But it was such a pivotal moment for me because it was one of those like oh shit. If you build enough trust, enough rapport, enough just internet friendship, love, all the things, people will buy shit without knowing. It like completely debunked this belief for me that your clients need to see your shit 16 times before they buy, and they need to like have a full sales page. They need to know all the details before they can fit. It debunked so much for me.
So anyway, there are several other examples like that one where you just kind of pushed up against what I understood in the coaching world, and especially what we were taught in that specific corner of the universe.
Simone: I get told sometimes by people who are well meaning like you need to be very clear about what problem you solve, and you need to make your target demographic really specific in the end. I always think not if you’re me. Other people got to do that. I don’t got to do that.
What I really mean by that is nobody got to do that if they’re doing what I’m doing, which is building real fucking relationships with people, and high quality relationships where it’s not a transactional relationship. You give me tit for tat. You give me a follow, I give you whatever the algorithm thinks I shouldn’t be performing. But real human fucking relationships where people come to really know you and respect you and trust you and vice versa.
You really fucking help people. Right? You do things that change people’s lives.

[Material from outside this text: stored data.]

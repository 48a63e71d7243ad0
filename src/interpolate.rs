// Copyright (C) 2026 Michael Wilson <mike@mdwn.dev>
//
// This program is free software: you can redistribute it and/or modify it under
// the terms of the GNU General Public License as published by the Free Software
// Foundation, version 3.
//
// This program is distributed in the hope that it will be useful, but WITHOUT
// ANY WARRANTY; without even the implied warranty of MERCHANTABILITY or FITNESS
// FOR A PARTICULAR PURPOSE. See the GNU General Public License for more details.
//
// You should have received a copy of the GNU General Public License along with
// this program. If not, see <https://www.gnu.org/licenses/>.
//

//! Two-point linear interpolation from detected values to MIDI data bytes.

/// The largest value a MIDI data byte can carry.
pub const MIDI_DATA_MAX: u8 = 127;

/// A calibration point mapping a detected value to a MIDI output value.
#[derive(Clone, Copy, Debug, PartialEq)]
pub struct Point {
    /// The detected value.
    pub value: f64,
    /// The output (velocity or CC value) at that detected value.
    pub output: u8,
}

impl Point {
    /// Creates a new calibration point.
    pub const fn new(value: f64, output: u8) -> Point {
        Point { value, output }
    }
}

impl From<(f64, u8)> for Point {
    fn from((value, output): (f64, u8)) -> Self {
        Point { value, output }
    }
}

/// Maps the value onto the line between min and max, clamping to the end points and to
/// the MIDI data range. A zero-width calibration always yields the min output. NaN is
/// treated as being below the calibration.
pub fn interpolate(value: f64, min: impl Into<Point>, max: impl Into<Point>) -> u8 {
    let min = min.into();
    let max = max.into();

    if value.is_nan() || value <= min.value || max.value == min.value {
        return min.output.min(MIDI_DATA_MAX);
    }
    if value >= max.value {
        return max.output.min(MIDI_DATA_MAX);
    }

    let fraction = (value - min.value) / (max.value - min.value);
    let output = f64::from(min.output) + fraction * (f64::from(max.output) - f64::from(min.output));
    output.round().clamp(0.0, f64::from(MIDI_DATA_MAX)) as u8
}

#[cfg(test)]
mod tests {
    use super::*;

    #[test]
    fn test_boundaries() {
        assert_eq!(interpolate(2.0, (2.0, 80), (20.0, 127)), 80);
        assert_eq!(interpolate(20.0, (2.0, 80), (20.0, 127)), 127);
        assert_eq!(interpolate(25.0, (2.0, 80), (20.0, 127)), 127);
        assert_eq!(interpolate(-3.0, (2.0, 80), (20.0, 127)), 80);
    }

    #[test]
    fn test_midpoint_rounds_to_nearest() {
        // 80 + 0.5 * 47 = 103.5
        assert_eq!(interpolate(11.0, (2.0, 80), (20.0, 127)), 104);
        assert_eq!(interpolate(127.5, (0.0, 0), (255.0, 127)), 64);
    }

    #[test]
    fn test_descending_outputs() {
        assert_eq!(interpolate(0.0, (0.0, 127), (100.0, 0)), 127);
        assert_eq!(interpolate(50.0, (0.0, 127), (100.0, 0)), 64);
        assert_eq!(interpolate(100.0, (0.0, 127), (100.0, 0)), 0);
    }

    #[test]
    fn test_zero_width_range() {
        assert_eq!(interpolate(5.0, (10.0, 30), (10.0, 90)), 30);
        assert_eq!(interpolate(10.0, (10.0, 30), (10.0, 90)), 30);
        assert_eq!(interpolate(15.0, (10.0, 30), (10.0, 90)), 30);
    }

    #[test]
    fn test_clamps_to_midi_range() {
        assert_eq!(interpolate(100.0, (0.0, 0), (10.0, 200)), 127);
        assert_eq!(interpolate(9.0, (0.0, 120), (10.0, 255)), 127);
    }

    #[test]
    fn test_non_finite_values() {
        assert_eq!(interpolate(f64::NAN, (0.0, 10), (10.0, 20)), 10);
        assert_eq!(interpolate(f64::INFINITY, (0.0, 10), (10.0, 20)), 20);
        assert_eq!(interpolate(f64::NEG_INFINITY, (0.0, 10), (10.0, 20)), 10);
    }
}
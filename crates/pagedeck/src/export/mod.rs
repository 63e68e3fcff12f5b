pub mod epub;

pub use epub::{BookMeta, write_epub};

It doesn’t even matter what niche it’s under. I’m not saying niche doesn’t matter, but it’s really more about the quality of relationships you build as a human being and how much people have a memory of you being an amazing presence in their lives.

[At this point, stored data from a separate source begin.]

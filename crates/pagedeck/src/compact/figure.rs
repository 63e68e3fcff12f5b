use crate::dom::{self, Document};

/// Resolve the image URL of a slide figure: the inline `background-image`
/// first, then a nested `<img src>`.
pub fn figure_url<D: Document>(doc: &D, figure: &D::Node) -> Option<String> {
    doc.attribute(figure, "style")
        .and_then(|style| background_image(&style))
        .or_else(|| {
            dom::find_tag(doc, figure, "img")
                .and_then(|img| doc.attribute(&img, "src"))
                .filter(|src| !src.trim().is_empty())
        })
}

/// Extract the URL from a `background-image` declaration in an inline style.
pub fn background_image(style: &str) -> Option<String> {
    let declaration = style
        .split(';')
        .find(|part| part.trim_start().starts_with("background-image"))?;
    let (_, value) = declaration.split_once(':')?;
    let value = value.trim();
    let value = value
        .strip_prefix("url(")
        .and_then(|v| v.strip_suffix(')'))
        .unwrap_or(value);
    let url = value.trim().trim_matches(|c| c == '"' || c == '\'').trim();
    (!url.is_empty() && url != "none").then(|| url.to_string())
}
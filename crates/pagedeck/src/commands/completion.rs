use clap::CommandFactory;
use clap_complete::generate;

use crate::cli::{Cli, Shell};

pub fn run(shell: Shell) {
    let mut cmd = Cli::command();
    let shell = match shell {
        Shell::Bash => clap_complete::Shell::Bash,
        Shell::Zsh => clap_complete::Shell::Zsh,
        Shell::Fish => clap_complete::Shell::Fish,
        Shell::Powershell => clap_complete::Shell::PowerShell,
    };
    generate(shell, &mut cmd, "pagedeck", &mut std::io::stdout());
}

That’s the reason why I sell lots of things where people are like. I’m not even sure what this is, but I’m buying it because Simone’s selling it. Like they know that when they trust me, good things happen. That sounds kind of creepy somehow, but that’s just an effect of me just.

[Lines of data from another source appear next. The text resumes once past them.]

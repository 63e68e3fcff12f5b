use super::directives::is_directive;

const BREAK: &str = "\x00SLIDE_BREAK\x00";

/// Split a deck body (front matter already removed) into raw slide sources.
///
/// A slide ends at:
/// 1. a `---` line with blank lines (or the document edge) on both sides,
/// 2. a run of three or more blank lines,
/// 3. a `# ` heading when the slide already has content.
pub fn split(body: &str) -> Vec<String> {
    let body = body.replace("\r\n", "\n");
    let lines: Vec<&str> = body.split('\n').collect();

    let marked = mark_breaks(&lines);
    let joined = collapse_blank_runs(&marked).join("\n");

    let mut slides = Vec::new();
    for chunk in joined.split(BREAK).map(str::trim) {
        if !chunk.is_empty() {
            split_on_headings(chunk, &mut slides);
        }
    }
    slides
}

/// Replace standalone `---` separators with break markers.
fn mark_breaks<'a>(lines: &[&'a str]) -> Vec<&'a str> {
    let mut out: Vec<&str> = Vec::with_capacity(lines.len());
    let mut i = 0;
    while i < lines.len() {
        let line = lines[i];
        if is_dash_separator(line.trim()) {
            let prev_blank = out.last().is_none_or(|l| l.trim().is_empty() || *l == BREAK);
            let next_blank = lines.get(i + 1).is_none_or(|l| l.trim().is_empty());
            if prev_blank && next_blank {
                if out.last().is_some_and(|l| l.trim().is_empty()) {
                    out.pop();
                }
                out.push(BREAK);
                // the blank line after the separator belongs to the break
                i += 2;
                continue;
            }
        }
        out.push(line);
        i += 1;
    }
    out
}

/// Turn every run of three or more blank lines into a single break marker.
fn collapse_blank_runs<'a>(lines: &[&'a str]) -> Vec<&'a str> {
    let mut out: Vec<&str> = Vec::with_capacity(lines.len());
    let mut blanks = 0;
    for line in lines {
        if *line == BREAK {
            blanks = 0;
            out.push(line);
        } else if line.trim().is_empty() {
            blanks += 1;
            match blanks {
                1 | 2 => out.push(line),
                3 => {
                    out.truncate(out.len() - 2);
                    out.push(BREAK);
                }
                _ => {}
            }
        } else {
            blanks = 0;
            out.push(line);
        }
    }
    out
}

/// Start a new slide at every `# ` heading that follows content. Headings inside
/// fenced code never split, and directive lines directly above a heading travel
/// with it.
fn split_on_headings(chunk: &str, slides: &mut Vec<String>) {
    let mut current: Vec<&str> = Vec::new();
    let mut has_content = false;
    let mut fence: Option<(char, usize)> = None;

    for line in chunk.lines() {
        let trimmed = line.trim();

        fence = match fence {
            Some((ch, len)) => {
                let run = trimmed.chars().take_while(|&c| c == ch).count();
                let closes = run >= len && trimmed[run * ch.len_utf8()..].trim().is_empty();
                if closes { None } else { Some((ch, len)) }
            }
            None => open_fence(trimmed),
        };

        if fence.is_none() && line.starts_with("# ") && has_content {
            let carried = take_trailing_directives(&mut current);
            push_slide(&current, slides);
            current = carried;
            has_content = false;
        }

        current.push(line);
        if !trimmed.is_empty() && !is_directive(trimmed) {
            has_content = true;
        }
    }

    push_slide(&current, slides);
}

fn open_fence(trimmed: &str) -> Option<(char, usize)> {
    let ch = trimmed.chars().next()?;
    if ch != '`' && ch != '~' {
        return None;
    }
    let len = trimmed.chars().take_while(|&c| c == ch).count();
    (len >= 3).then_some((ch, len))
}

/// Remove the trailing block of directive (and blank) lines from `lines` and
/// return the directive lines.
fn take_trailing_directives<'a>(lines: &mut Vec<&'a str>) -> Vec<&'a str> {
    let keep = lines
        .iter()
        .rposition(|l| {
            let t = l.trim();
            !t.is_empty() && !is_directive(t)
        })
        .map_or(0, |i| i + 1);
    lines
        .split_off(keep)
        .into_iter()
        .filter(|l| !l.trim().is_empty())
        .collect()
}

fn push_slide(lines: &[&str], slides: &mut Vec<String>) {
    let text = lines.join("\n").trim().to_string();
    if !text.is_empty() {
        slides.push(text);
    }
}

fn is_dash_separator(line: &str) -> bool {
    line.len() >= 3 && line.chars().all(|c| c == '-')
}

Becca: It’s only weird if you make it.
Simone: Good things happen when you say yes to me.
Becca: No eye contact.
So I always worked so, so hard. Like obsessed with the question of like how can I bring more to my people? How can I bring better to my people? How can I help somebody out there who’s suffering with this better or faster? I’m obsessed these quick questions. Becca, I know that you are too, which is why you’re successful. Being genuinely helpful and people trusting you. If you’re doing that, you can bypass a lot of “rules”.
Becca: So are you saying quality service is the top tier of sales? Mind blowing.
Simone: Mind blowing.
Becca: Yeah, that is mind blowing.
Simone: Then a lot of people try to mess with marketing because they don’t have a quality service, or they’re in the process of developing it. They’re in the process of being able to offer.
Becca: Or they think they don’t have a quality service. That’s a big one too.
Simone: Yes, they think they don’t have it, and they don’t own it. Boo, if you’re not owning the quality of your work, who’s gonna do it, right?
Becca: Or just thinking that the quality of service will come later, once you have more clients, but it’s a vicious cycle because it’s like you can’t get more clients until you own the service that you provide. You can’t really own it and feel confident in it until you choose to. So then you got these people in this like holding space where they’re waiting. They’re waiting for clients to come to feel good about their coaching, but it’s like not happening.
Simone: I don’t want people to get discouraged. Like oh no, the reason that I need to get another training, whatever, blah, blah, blah. It’s wherever you are, you have something valuable to offer. Like even if all you did was sit there and really love someone and while you’re listening to them with love, that can be life changing. That can be healing.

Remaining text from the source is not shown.